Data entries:
Content starts

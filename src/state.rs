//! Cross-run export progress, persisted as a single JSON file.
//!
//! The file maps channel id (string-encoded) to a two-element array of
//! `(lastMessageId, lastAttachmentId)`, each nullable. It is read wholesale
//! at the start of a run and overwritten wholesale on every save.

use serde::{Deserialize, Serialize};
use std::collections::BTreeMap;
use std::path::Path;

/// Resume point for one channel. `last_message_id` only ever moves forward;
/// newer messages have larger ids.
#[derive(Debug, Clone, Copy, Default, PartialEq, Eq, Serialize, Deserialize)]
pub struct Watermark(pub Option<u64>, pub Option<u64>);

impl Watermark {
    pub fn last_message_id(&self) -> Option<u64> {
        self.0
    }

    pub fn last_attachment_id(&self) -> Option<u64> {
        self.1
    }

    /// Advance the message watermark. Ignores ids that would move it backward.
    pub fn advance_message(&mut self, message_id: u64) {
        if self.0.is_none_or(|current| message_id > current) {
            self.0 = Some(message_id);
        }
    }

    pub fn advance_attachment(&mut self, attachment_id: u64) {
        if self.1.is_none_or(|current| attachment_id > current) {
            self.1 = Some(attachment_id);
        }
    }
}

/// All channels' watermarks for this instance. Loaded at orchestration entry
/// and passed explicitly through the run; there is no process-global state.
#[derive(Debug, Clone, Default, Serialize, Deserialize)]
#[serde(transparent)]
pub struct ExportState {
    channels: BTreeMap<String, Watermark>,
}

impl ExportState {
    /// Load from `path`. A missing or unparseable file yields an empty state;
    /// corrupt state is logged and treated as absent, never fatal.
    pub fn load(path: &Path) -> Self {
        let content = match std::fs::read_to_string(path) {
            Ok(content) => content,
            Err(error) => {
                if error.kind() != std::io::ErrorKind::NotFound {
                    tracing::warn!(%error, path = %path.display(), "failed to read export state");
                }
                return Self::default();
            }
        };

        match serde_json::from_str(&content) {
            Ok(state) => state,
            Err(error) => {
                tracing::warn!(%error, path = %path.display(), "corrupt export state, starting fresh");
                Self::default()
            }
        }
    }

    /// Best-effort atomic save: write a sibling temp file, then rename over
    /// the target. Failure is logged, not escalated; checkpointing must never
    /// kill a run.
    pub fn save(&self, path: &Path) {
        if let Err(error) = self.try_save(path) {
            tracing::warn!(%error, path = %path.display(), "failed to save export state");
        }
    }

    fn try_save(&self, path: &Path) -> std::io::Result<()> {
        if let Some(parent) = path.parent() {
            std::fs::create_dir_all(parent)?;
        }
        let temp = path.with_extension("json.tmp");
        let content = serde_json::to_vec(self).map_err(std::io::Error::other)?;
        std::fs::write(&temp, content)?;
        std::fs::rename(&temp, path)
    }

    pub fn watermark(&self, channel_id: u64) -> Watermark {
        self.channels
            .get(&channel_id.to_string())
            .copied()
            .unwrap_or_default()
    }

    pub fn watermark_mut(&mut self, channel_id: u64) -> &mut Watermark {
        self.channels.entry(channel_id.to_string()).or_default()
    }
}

Content ends

Every entry above must be reproduced exactly.

Output:
filename src/state.rs
//! Cross-run export progress, persisted as a single JSON file.
//!
//! The file maps channel id (string-encoded) to a two-element array of
//! `(lastMessageId, lastAttachmentId)`, each nullable. It is read wholesale
//! at the start of a run and overwritten wholesale on every save.

use serde::{Deserialize, Serialize};
use std::collections::BTreeMap;
use std::path::Path;

/// Resume point for one channel. `last_message_id` only ever moves forward;
/// newer messages have larger ids.
#[derive(Debug, Clone, Copy, Default, PartialEq, Eq, Serialize, Deserialize)]
pub struct Watermark(pub Option<u64>, pub Option<u64>);

impl Watermark {
    pub fn last_message_id(&self) -> Option<u64> {
        self.0
    }

    pub fn last_attachment_id(&self) -> Option<u64> {
        self.1
    }

    /// Advance the message watermark. Ignores ids that would move it backward.
    pub fn advance_message(&mut self, message_id: u64) {
        if self.0.is_none_or(|current| message_id > current) {
            self.0 = Some(message_id);
        }
    }

    pub fn advance_attachment(&mut self, attachment_id: u64) {
        if self.1.is_none_or(|current| attachment_id > current) {
            self.1 = Some(attachment_id);
        }
    }
}

/// All channels' watermarks for this instance. Loaded at orchestration entry
/// and passed explicitly through the run; there is no process-global state.
#[derive(Debug, Clone, Default, Serialize, Deserialize)]
#[serde(transparent)]
pub struct ExportState {
    channels: BTreeMap<String, Watermark>,
}

impl ExportState {
    /// Load from `path`. A missing or unparseable file yields an empty state;
    /// corrupt state is logged and treated as absent, never fatal.
    pub fn load(path: &Path) -> Self {
        let content = match std::fs::read_to_string(path) {
            Ok(content) => content,
            Err(error) => {
                if error.kind() != std::io::ErrorKind::NotFound {
                    tracing::warn!(%error, path = %path.display(), "failed to read export state");
                }
                return Self::default();
            }
        };

        match serde_json::from_str(&content) {
            Ok(state) => state,
            Err(error) => {
                tracing::warn!(%error, path = %path.display(), "corrupt export state, starting fresh");
                Self::default()
            }
        }
    }

    /// Best-effort atomic save: write a sibling temp file, then rename over
    /// the target. Failure is logged, not escalated; checkpointing must never
    /// kill a run.
    pub fn save(&self, path: &Path) {
        if let Err(error) = self.try_save(path) {
            tracing::warn!(%error, path = %path.display(), "failed to save export state");
        }
    }

    fn try_save(&self, path: &Path) -> std::io::Result<()> {
        if let Some(parent) = path.parent() {
            std::fs::create_dir_all(parent)?;
        }
        let temp = path.with_extension("json.tmp");
        let content = serde_json::to_vec(self).map_err(std::io::Error::other)?;
        std::fs::write(&temp, content)?;
        std::fs::rename(&temp, path)
    }

    pub fn watermark(&self, channel_id: u64) -> Watermark {
        self.channels
            .get(&channel_id.to_string())
            .copied()
            .unwrap_or_default()
    }

    pub fn watermark_mut(&mut self, channel_id: u64) -> &mut Watermark {
        self.channels.entry(channel_id.to_string()).or_default()
    }
}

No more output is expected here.